Rappel sur les Zscore – Déviation standard – Percentile (Figure 1)

  1. Percentile : Méthode la plus utilisée actuellement.
    Elle permet de savoir quel pourcentage de la population à une valeur inferieure à celle mesurée. Le problème, de cette méthode, est l’approximation pour les mesures extrêmes (< 3ème percentile)
     
  2. Zscore et Déviation standard : Exprime l’écart par rapport à la valeur moyenne.
    Il s’agit de la méthode recommandée par l’OMS avec une équivalence entre Zscore et DS. En effet, -2DS équivaut à -2Zscore. Ceci permet de calculer les percentiles avec précision.

 

En cas de microcéphalie de découverte fortuite à l’échographie de dépistage, il convient de vérifier systématiquement 2 conditions préalables :

  1. Erreur de la datation de la grossesse : Faux positif
    En cas de microcéphalie fœtale, il est recommander de contrôler systématique si l’on est confronté à une erreur de datation du terme de la grossesse.
    Dans ce cas de figure, vérifier la mesure de la longueur cranio-caudale lors de l’échographie de datation ou de l’échographie du 1er trimestre.
     
  2. Technique de mesure du périmètre céphalique (3, 4)
    Standard biométrique établi par le collège Français d’Echographie Fœtal (CFEF) et l’INSERM
    La mesure du périmètre céphalique doit être rigoureuse et la coupe du pôle céphalique doit répondre à des critères de qualités bien précis (Figure 2).

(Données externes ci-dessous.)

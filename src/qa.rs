//! QA gate.
//!
//! The gate scores the fully merged plan. The coordinator, not the gate,
//! turns the score into a verdict: a plan is blocked when its score falls
//! below the threshold. A blocked verdict is advisory data, not an error;
//! publish integrations enforce it through [`crate::publish::ensure_publishable`].

use std::sync::Arc;

use serde::{Deserialize, Serialize};

use crate::conflict::Conflict;
use crate::context::ContextPack;
use crate::error::ExternalCallError;
use crate::patch::OwnershipViolation;
use crate::plan::{Plan, SectionKey};
use crate::specialist::{KnowledgeRef, SpecialistRole};

/// Default blocking threshold.
pub const DEFAULT_QA_THRESHOLD: u8 = 85;

const MISSING_SECTION_PENALTY: i64 = 15;
const CONFLICT_PENALTY: i64 = 10;
const FAILED_SPECIALIST_PENALTY: i64 = 10;
const VIOLATION_PENALTY: i64 = 5;

/// Everything the gate may look at.
#[derive(Debug, Clone)]
pub struct QaRequest {
    pub plan: Arc<Plan>,
    pub context: Arc<ContextPack>,
    pub knowledge: KnowledgeRef,
    pub conflicts: Vec<Conflict>,
    pub violations: Vec<OwnershipViolation>,
    pub failed_specialists: Vec<SpecialistRole>,

    /// 1-based attempt number.
    pub attempt: u32,
}

/// Raw output of a gate.
#[derive(Debug, Clone, Default, PartialEq, Eq, Serialize, Deserialize)]
pub struct QaReview {
    /// Any integer; clamped to `0..=100` when turned into a result.
    pub score: i64,

    #[serde(default)]
    pub findings: Vec<String>,

    #[serde(default)]
    pub fixes: Vec<String>,
}

/// Scores a merged plan.
pub trait QaGate: Send + Sync {
    /// Reviews the plan.
    ///
    /// # Errors
    ///
    /// Returns an [`ExternalCallError`]; retryable errors are retried.
    fn review(&self, request: &QaRequest) -> Result<QaReview, ExternalCallError>;
}

impl<F> QaGate for F
where
    F: Fn(&QaRequest) -> Result<QaReview, ExternalCallError> + Send + Sync,
{
    fn review(&self, request: &QaRequest) -> Result<QaReview, ExternalCallError> {
        self(request)
    }
}

/// The verdict attached to a run.
///
/// Deserializing clamps the score and re-applies the threshold, so a stored
/// result can never claim to pass with a failing score. A stored block is
/// kept even when the score passes (an unavailable review).
#[derive(Debug, Clone, PartialEq, Eq, Serialize, Deserialize)]
#[serde(from = "QaRecord")]
pub struct QaResult {
    pub score: u8,
    pub threshold: u8,
    pub blocked: bool,

    #[serde(default)]
    pub findings: Vec<String>,

    #[serde(default)]
    pub fixes: Vec<String>,
}

impl QaResult {
    /// Clamps the review score and applies the threshold.
    #[must_use]
    pub fn from_review(review: QaReview, threshold: u8) -> Self {
        let score = u8::try_from(review.score.clamp(0, 100)).unwrap_or(0);
        Self {
            score,
            threshold,
            blocked: score < threshold,
            findings: review.findings,
            fixes: review.fixes,
        }
    }

    /// Result used when the gate could not be reached.
    #[must_use]
    pub fn unavailable(threshold: u8, reason: &str) -> Self {
        Self {
            score: 0,
            threshold,
            blocked: true,
            findings: vec![format!("QA review failed: {reason}")],
            fixes: vec!["QA review unavailable; re-run QA".to_string()],
        }
    }
}

#[derive(Deserialize)]
struct QaRecord {
    score: u8,
    threshold: u8,
    #[serde(default)]
    blocked: bool,
    #[serde(default)]
    findings: Vec<String>,
    #[serde(default)]
    fixes: Vec<String>,
}

impl From<QaRecord> for QaResult {
    fn from(record: QaRecord) -> Self {
        let score = record.score.min(100);
        Self {
            score,
            threshold: record.threshold,
            blocked: record.blocked || score < record.threshold,
            findings: record.findings,
            fixes: record.fixes,
        }
    }
}

/// Deterministic built-in gate.
///
/// Starts at 100 and subtracts 15 per owned section that is missing or empty,
/// 10 per open conflict, 10 per failed specialist and 5 per ownership
/// violation. Every penalty comes with a fix.
#[derive(Debug, Clone, Copy, Default)]
pub struct RuleBasedQa;

impl RuleBasedQa {
    /// Scores a request.
    #[must_use]
    pub fn score(request: &QaRequest) -> QaReview {
        let mut score = 100i64;
        let mut findings = Vec::new();
        let mut fixes = Vec::new();

        for key in SectionKey::ALL {
            if request.plan.is_section_empty(key) {
                score -= MISSING_SECTION_PENALTY;
                findings.push(format!("section '{key}' is missing or empty"));
                match SpecialistRole::owner_of(key) {
                    Some(owner) => fixes.push(format!("Fill in '{key}' (owner: {owner})")),
                    None => fixes.push(format!("Fill in '{key}'")),
                }
            }
        }

        for c in &request.conflicts {
            score -= CONFLICT_PENALTY;
            findings.push(format!("open conflict on '{}': {}", c.topic, c.issue));
            let cites: Vec<&str> = c.citations.iter().map(|s| s.as_str()).collect();
            if cites.is_empty() {
                fixes.push(format!("Resolve conflict on '{}'", c.topic));
            } else {
                fixes.push(format!(
                    "Resolve conflict on '{}' against {}",
                    c.topic,
                    cites.join(", ")
                ));
            }
        }

        for role in &request.failed_specialists {
            score -= FAILED_SPECIALIST_PENALTY;
            findings.push(format!("{role} specialist produced no patch"));
            fixes.push(format!("Re-run the {role} specialist"));
        }

        for v in &request.violations {
            score -= VIOLATION_PENALTY;
            findings.push(format!("dropped write: {v}"));
            fixes.push(format!(
                "Route {}'s change to '{}' through its owner",
                v.role, v.section
            ));
        }

        QaReview {
            score: score.max(0),
            findings,
            fixes,
        }
    }
}

impl QaGate for RuleBasedQa {
    fn review(&self, request: &QaRequest) -> Result<QaReview, ExternalCallError> {
        Ok(Self::score(request))
    }
}
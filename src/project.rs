//! Project metadata used for scope predicates and source classification.

use std::collections::BTreeMap;

use serde::{Deserialize, Deserializer, Serialize};

/// Project context: a name plus free-form attributes (`customer`, `site`,
/// `material_grade`, ...). Attribute keys are stored trimmed and lowercased.
#[derive(Debug, Clone, Default, PartialEq, Eq, Serialize, Deserialize)]
pub struct ProjectContext {
    pub name: String,

    #[serde(default, deserialize_with = "attribute_map")]
    attributes: BTreeMap<String, String>,
}

impl ProjectContext {
    /// Creates a project with no attributes.
    #[must_use]
    pub fn new(name: impl Into<String>) -> Self {
        Self {
            name: name.into(),
            attributes: BTreeMap::new(),
        }
    }

    /// Sets an attribute.
    #[must_use]
    pub fn with_attribute(mut self, key: impl AsRef<str>, value: impl Into<String>) -> Self {
        self.attributes.insert(attribute_key(key.as_ref()), value.into());
        self
    }

    /// Looks up an attribute by (case-insensitive) key.
    #[must_use]
    pub fn attribute(&self, key: &str) -> Option<&str> {
        self.attributes.get(&attribute_key(key)).map(String::as_str)
    }

    /// The `customer` attribute, if set.
    #[must_use]
    pub fn customer(&self) -> Option<&str> {
        self.attribute("customer")
    }

    /// All attributes in key order.
    #[must_use]
    pub fn attributes(&self) -> &BTreeMap<String, String> {
        &self.attributes
    }
}

fn attribute_key(key: &str) -> String {
    key.trim().to_lowercase()
}

fn attribute_map<'de, D>(deserializer: D) -> Result<BTreeMap<String, String>, D::Error>
where
    D: Deserializer<'de>,
{
    let raw = BTreeMap::<String, String>::deserialize(deserializer)?;
    Ok(raw.into_iter().map(|(k, v)| (attribute_key(&k), v)).collect())
}
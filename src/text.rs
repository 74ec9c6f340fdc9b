//! Text normalization shared by topic grouping, claim comparison and task
//! fingerprints.

/// Lowercases, trims and collapses inner whitespace runs to a single space.
pub(crate) fn normalize_key(s: &str) -> String {
    s.split_whitespace()
        .map(str::to_lowercase)
        .collect::<Vec<_>>()
        .join(" ")
}

/// Uppercased slug: ASCII alphanumerics kept, every other run becomes `-`.
pub(crate) fn slug(s: &str) -> String {
    let mut out = String::with_capacity(s.len());
    let mut pending_dash = false;
    for c in s.chars() {
        if c.is_ascii_alphanumeric() {
            if pending_dash && !out.is_empty() {
                out.push('-');
            }
            pending_dash = false;
            out.push(c.to_ascii_uppercase());
        } else {
            pending_dash = true;
        }
    }
    out
}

Le plan de mesure doit être symétrique sur une coupe axiale du pôle céphalique.

Le plan passe par les thalami, la cavité du septum pellucidum et dans la partie postérieure, le cervelet ne doit pas être visible.

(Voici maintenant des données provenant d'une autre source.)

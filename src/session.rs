//! Session store.
//!
//! The core holds no durable state between invocations. A session keeps the
//! latest context pack, plan and created-task fingerprints for one project so
//! the next ingest or run can pick up where the last one stopped. Stores are
//! passed explicitly; there is no global session.

use std::collections::{BTreeSet, HashMap};
use std::fmt;
use std::sync::RwLock;
use std::time::Duration;

use chrono::{DateTime, Utc};
use serde::{Deserialize, Serialize};
use tracing::debug;
use uuid::Uuid;

use crate::config::SessionConfig;
use crate::context::ContextPack;
use crate::coordinator::RunReport;
use crate::error::SessionError;
use crate::fingerprint::Fingerprint;
use crate::plan::Plan;

/// Unique identifier for a session.
#[derive(Debug, Clone, Copy, PartialEq, Eq, Hash, Serialize, Deserialize)]
#[serde(transparent)]
pub struct SessionId(Uuid);

impl SessionId {
    /// Creates a new random session ID.
    #[must_use]
    pub fn new() -> Self {
        Self(Uuid::new_v4())
    }

    /// Creates a session ID from an existing UUID.
    #[must_use]
    pub const fn from_uuid(uuid: Uuid) -> Self {
        Self(uuid)
    }

    /// Returns the underlying UUID.
    #[must_use]
    pub const fn as_uuid(&self) -> &Uuid {
        &self.0
    }
}

impl Default for SessionId {
    fn default() -> Self {
        Self::new()
    }
}

impl fmt::Display for SessionId {
    fn fmt(&self, f: &mut fmt::Formatter<'_>) -> fmt::Result {
        write!(f, "{}", self.0)
    }
}

impl From<Uuid> for SessionId {
    fn from(uuid: Uuid) -> Self {
        Self(uuid)
    }
}

/// State carried between invocations.
#[derive(Debug, Clone, PartialEq, Serialize, Deserialize)]
pub struct SessionSnapshot {
    pub context: ContextPack,
    pub plan: Plan,

    /// Fingerprints of tasks already created in the external tracker.
    #[serde(default)]
    pub created_tasks: BTreeSet<Fingerprint>,

    pub updated_at: DateTime<Utc>,
}

impl SessionSnapshot {
    /// Starts a session from a freshly frozen pack.
    #[must_use]
    pub fn new(context: ContextPack, plan: Plan) -> Self {
        Self {
            context,
            plan,
            created_tasks: BTreeSet::new(),
            updated_at: Utc::now(),
        }
    }

    /// Adopts a run's merged plan.
    pub fn apply_run(&mut self, report: &RunReport) {
        self.plan = report.plan.clone();
        self.updated_at = Utc::now();
    }

    /// Records tasks the tracker has created so later runs skip them.
    pub fn mark_created<'a>(&mut self, fingerprints: impl IntoIterator<Item = &'a Fingerprint>) {
        self.created_tasks.extend(fingerprints.into_iter().cloned());
        self.updated_at = Utc::now();
    }

    /// Replaces the context pack, e.g. after an append-ingest.
    pub fn replace_context(&mut self, context: ContextPack) {
        self.context = context;
        self.updated_at = Utc::now();
    }
}

/// Persists session snapshots.
pub trait SessionStore: Send + Sync {
    /// Stores a new session and returns its ID.
    fn create(&self, snapshot: SessionSnapshot) -> Result<SessionId, SessionError>;

    /// Returns the current snapshot.
    fn get(&self, id: SessionId) -> Result<SessionSnapshot, SessionError>;

    /// Replaces the snapshot of an existing session and renews its TTL.
    fn put(&self, id: SessionId, snapshot: SessionSnapshot) -> Result<(), SessionError>;

    /// Tears a session down.
    fn remove(&self, id: SessionId) -> Result<(), SessionError>;

    /// Drops expired sessions and returns how many were dropped.
    fn purge_expired(&self) -> Result<usize, SessionError>;
}

fn lock_err(context: &'static str) -> SessionError {
    SessionError::Backend(format!("poisoned lock: {context}"))
}

#[derive(Debug)]
struct Entry {
    snapshot: SessionSnapshot,
    /// `None` if the TTL is too large to represent.
    expires_at: Option<DateTime<Utc>>,
}

impl Entry {
    fn is_expired(&self, now: DateTime<Utc>) -> bool {
        self.expires_at.is_some_and(|at| now >= at)
    }
}

/// Thread-safe in-memory store with an idle TTL.
#[derive(Debug)]
pub struct InMemorySessionStore {
    ttl: chrono::Duration,
    sessions: RwLock<HashMap<SessionId, Entry>>,
}

impl InMemorySessionStore {
    /// Creates a store whose sessions expire `ttl` after their last write.
    #[must_use]
    pub fn new(ttl: Duration) -> Self {
        Self {
            ttl: chrono::Duration::from_std(ttl).unwrap_or_else(|_| chrono::Duration::weeks(52 * 1_000)),
            sessions: RwLock::new(HashMap::new()),
        }
    }

    /// Creates a store from the `[session]` config section.
    #[must_use]
    pub fn from_config(config: &SessionConfig) -> Self {
        Self::new(config.ttl())
    }

    /// Number of stored sessions, expired ones included until purged.
    ///
    /// # Errors
    ///
    /// Returns `Backend` if the lock is poisoned.
    pub fn len(&self) -> Result<usize, SessionError> {
        Ok(self.sessions.read().map_err(|_| lock_err("session len"))?.len())
    }

    /// Returns true if no session is stored.
    ///
    /// # Errors
    ///
    /// Returns `Backend` if the lock is poisoned.
    pub fn is_empty(&self) -> Result<bool, SessionError> {
        self.len().map(|n| n == 0)
    }

    fn entry(&self, snapshot: SessionSnapshot, now: DateTime<Utc>) -> Entry {
        Entry {
            snapshot,
            expires_at: now.checked_add_signed(self.ttl),
        }
    }
}

impl Default for InMemorySessionStore {
    fn default() -> Self {
        Self::from_config(&SessionConfig::default())
    }
}

impl SessionStore for InMemorySessionStore {
    fn create(&self, snapshot: SessionSnapshot) -> Result<SessionId, SessionError> {
        let id = SessionId::new();
        let entry = self.entry(snapshot, Utc::now());
        self.sessions
            .write()
            .map_err(|_| lock_err("session create"))?
            .insert(id, entry);
        debug!(session = %id, "session created");
        Ok(id)
    }

    fn get(&self, id: SessionId) -> Result<SessionSnapshot, SessionError> {
        let now = Utc::now();
        {
            let sessions = self.sessions.read().map_err(|_| lock_err("session get"))?;
            match sessions.get(&id) {
                None => return Err(SessionError::NotFound(id)),
                Some(entry) if !entry.is_expired(now) => return Ok(entry.snapshot.clone()),
                Some(_) => {}
            }
        }
        self.sessions
            .write()
            .map_err(|_| lock_err("session expire"))?
            .remove(&id);
        debug!(session = %id, "session expired");
        Err(SessionError::Expired(id))
    }

    fn put(&self, id: SessionId, snapshot: SessionSnapshot) -> Result<(), SessionError> {
        let now = Utc::now();
        let mut sessions = self.sessions.write().map_err(|_| lock_err("session put"))?;
        match sessions.get(&id) {
            None => return Err(SessionError::NotFound(id)),
            Some(entry) if entry.is_expired(now) => {
                sessions.remove(&id);
                return Err(SessionError::Expired(id));
            }
            Some(_) => {}
        }
        sessions.insert(id, self.entry(snapshot, now));
        Ok(())
    }

    fn remove(&self, id: SessionId) -> Result<(), SessionError> {
        let removed = self
            .sessions
            .write()
            .map_err(|_| lock_err("session remove"))?
            .remove(&id);
        match removed {
            Some(_) => {
                debug!(session = %id, "session removed");
                Ok(())
            }
            None => Err(SessionError::NotFound(id)),
        }
    }

    fn purge_expired(&self) -> Result<usize, SessionError> {
        let now = Utc::now();
        let mut sessions = self.sessions.write().map_err(|_| lock_err("session purge"))?;
        let before = sessions.len();
        sessions.retain(|_, entry| !entry.is_expired(now));
        let purged = before - sessions.len();
        if purged > 0 {
            debug!(purged, "expired sessions purged");
        }
        Ok(purged)
    }
}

La taille de l’image doit être supérieur à la moitié de l’image échographique.

Les calipers doivent être correctement placés au milieu des tables osseuses proximale et distale.

Classification des microcéphalies (Figure 3)

La microcéphalie fœtale peut être classée en 2 catégories :

Primaire (isolé) / Secondaire (génétique et environnemental) (5)

Le pronostic fœtal est essentiellement déterminé par le caractère isolé ou non de la microcéphalie (6).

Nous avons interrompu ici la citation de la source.